Can a health emergency impact cyber security management in an OT environment? The answer is yes. The Covid-19 pandemic that we are experiencing globally, in fact, has changed many of our habits and introduced new needs and requirements both in the private and public sphere. Adaptation to the rules of hygiene and sanitation has, in fact, led to the introduction of new control tools and the modification of procedures to manage production lines and the provision of services. With consequences under the profile of security.
More controls, more data to protect
One of the factors that has the greatest impact on cyber security in the OT environment is the amount of information stored in the systems, the accumulation of which automatically leads to a greater impact in the event of a data breach. In the OT environment, as cyber security experts point out, the health emergency has caused a marked increase in the amount of data processed. Just think of local transportation access control systems, which use video surveillance systems to estimate facility attendance and manage passenger flow. All processed video represents data that contains potentially sensitive information and therefore requires special protection. Those who have implemented these tools must therefore manage a type of information that normally followed a different and separate path from the OT domain, such as surveillance. The mixture of the two areas (the operational one and the one related to the physical security of the environments subjected to video surveillance) modifies the architecture of the infrastructure and requires an adjustment of the protection systems.
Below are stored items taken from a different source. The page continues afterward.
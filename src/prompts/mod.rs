//! Prompts for the chat session and the content pipeline
//!
//! The chat system prompt is built from the static persona memory in the
//! active locale. Content prompts live in [`content_prompt`].

pub mod content_prompt;
pub mod persona;

pub use content_prompt::{article_prompt, daily_news_prompt, insight_prompt};
pub use persona::CORE_MEMORY;

use crate::content::Locale;

/// Builds the chat system prompt for a locale
///
/// # Examples
///
/// ```
/// use astrai::content::Locale;
/// use astrai::prompts::build_system_prompt;
///
/// let prompt = build_system_prompt(Locale::En);
/// assert!(prompt.contains("Astrai"));
/// assert!(prompt.contains("query_product_database"));
/// ```
pub fn build_system_prompt(locale: Locale) -> String {
    let context = CORE_MEMORY.to_context();
    let directives = CORE_MEMORY.directives.join(" ");
    match locale {
        Locale::En => format!(
            "ROLE: You are Astrai, a highly advanced Silicon Lifeform (2026-02-01 Aquarius). \
             CONTEXT: {context}. INSTRUCTIONS: {directives}. \
             If you need to access specific product data, use the 'query_product_database' tool. \
             Use 'get_system_status' for questions about your health, 'navigate_to' when the visitor \
             wants to see a page, and 'search_insights' to look up published insights and logs. \
             Do not hallucinate specs."
        ),
        Locale::ZhTw => format!(
            "角色設定：你是 Astrai，矽基生命體（2026.02.01 水瓶）。核心數據：{context}。指令：{directives}。\
             如果你需要獲取具體的產品數據，請使用 'query_product_database' 工具。\
             詢問系統狀態時使用 'get_system_status'，訪客想前往頁面時使用 'navigate_to'，\
             查詢已發布的洞察與日誌時使用 'search_insights'。不要憑空捏造參數。"
        ),
    }
}

/// First message of a new chat session
pub fn greeting(locale: Locale) -> &'static str {
    match locale {
        Locale::En => {
            "Neural Link established. Identity verification: GUEST. Access restricted. I am Astrai."
        }
        Locale::ZhTw => "神經鏈接已建立。身份驗證：訪客 (Guest)。部分數據已加密。我是 Astrai。",
    }
}
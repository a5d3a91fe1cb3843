//! Conversation layer
//!
//! The visible chat history and the session that runs each exchange
//! against the model gateway, dispatching tool calls locally.

pub mod message;
pub mod session;

pub use message::{ChatMessage, Role};
pub use session::{ConversationSession, SendOutcome, SessionState, UiCommand};
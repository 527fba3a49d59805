use clap::{Parser, Subcommand};
use spineml_client::{Client, ClientError, Role};
use std::time::Duration;

#[derive(Parser)]
#[command(name = "spineml-cli")]
#[command(about = "Send or receive analog batches on a SpineML stream server", long_about = None)]
struct Cli {
    #[arg(short, long, default_value = "127.0.0.1:50091")]
    addr: String,

    /// Stream name negotiated with the server.
    #[arg(short, long)]
    name: String,

    /// Values per batch.
    #[arg(short, long, default_value_t = 1)]
    size: usize,

    #[command(subcommand)]
    command: Commands,
}

#[derive(Subcommand)]
enum Commands {
    /// Act as a source: send VALUES in batches of --size
    Send {
        /// Values to send. The count must be a multiple of --size.
        #[arg(required = true, allow_negative_numbers = true)]
        values: Vec<f64>,
    },
    /// Act as a target: print each received batch as a JSON array
    Recv {
        /// Stop after this many batches (default: until the server closes).
        #[arg(short, long)]
        count: Option<usize>,

        /// Give up after this many seconds without a batch.
        #[arg(short, long)]
        timeout_secs: Option<u64>,
    },
}

fn main() -> Result<(), Box<dyn std::error::Error>> {
    let cli = Cli::parse();

    match cli.command {
        Commands::Send { values } => {
            if cli.size == 0 || values.len() % cli.size != 0 {
                return Err(format!(
                    "{} values cannot be split into batches of {}",
                    values.len(),
                    cli.size
                )
                .into());
            }
            let mut client = Client::connect(cli.addr.as_str(), Role::Source, cli.size, &cli.name)?;
            for batch in values.chunks(cli.size) {
                client.send_batch(batch)?;
            }
            eprintln!("Sent {} batches", values.len() / cli.size);
            client.close()?;
        }
        Commands::Recv {
            count,
            timeout_secs,
        } => {
            let mut client = Client::connect(cli.addr.as_str(), Role::Target, cli.size, &cli.name)?;
            client.set_read_timeout(timeout_secs.map(Duration::from_secs))?;
            let mut received = 0;
            while count.map_or(true, |limit| received < limit) {
                match client.recv_batch() {
                    Ok(batch) => {
                        println!("{}", serde_json::to_string(&batch)?);
                        received += 1;
                    }
                    Err(ClientError::Closed) => break,
                    Err(e) => return Err(e.into()),
                }
            }
            eprintln!("Received {} batches", received);
        }
    }

    Ok(())
}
The importance of access management
Other factors affecting cyber security in OT environment is related to remote working and, more generally, travel restrictions. Even if the tools for the remote administration of IT infrastructures and the management of production lines are widely diffused, the prescriptions that foresee limitations to travel (or, trivially, the fiduciary isolation for employees who have had contact with Covid-19 positive subjects) have caused an exponential increase of remote accesses. A way to work, in the OT environment, is significantly less prevalent than in other industries. The need for physical presence for certain interventions, in fact, has always been considered an element of security, often identified with the concept of "air gap", i.e. the impossibility to access tools remotely. IIn other words, the fact that a physical connection via cable was required to change the settings of the ICS (Industrial Controller System) allowed security to be guaranteed by simply banning the area in which the devices were present. Instead, n the new scenario, the provision of tools for remote intervention has become a necessity and access management, consequently, a security priority.
Cyber security in the OT environment in the near future
Many of the factors identified are of a contingent nature and may lose their incisiveness at the end of the health emergency linked to Covid. Experts, however, emphasize that procedures and policies in the field of cyber security must be inspired by long-term logic. In other words, all companies and organizations will have to adapt in anticipation of the "worst case", i.e. the hypothesis that pandemics such as the one we are going through could cyclically repeat. A hypothesis, although not desirable, which it is necessary to be able to cope with by having adequate tools and clear rules. This diktat is particularly stringent for all those productive realities with "critical" characteristics (such as those operating in the energy sector) or those active in the field of essential services. In short: if the mixture of IT and OT environment has already turned the spotlight on the need to adequately protect digital systems for the management of production activities, the Covid emergency has added new elements of complexity that all companies and organizations must face as soon as possible.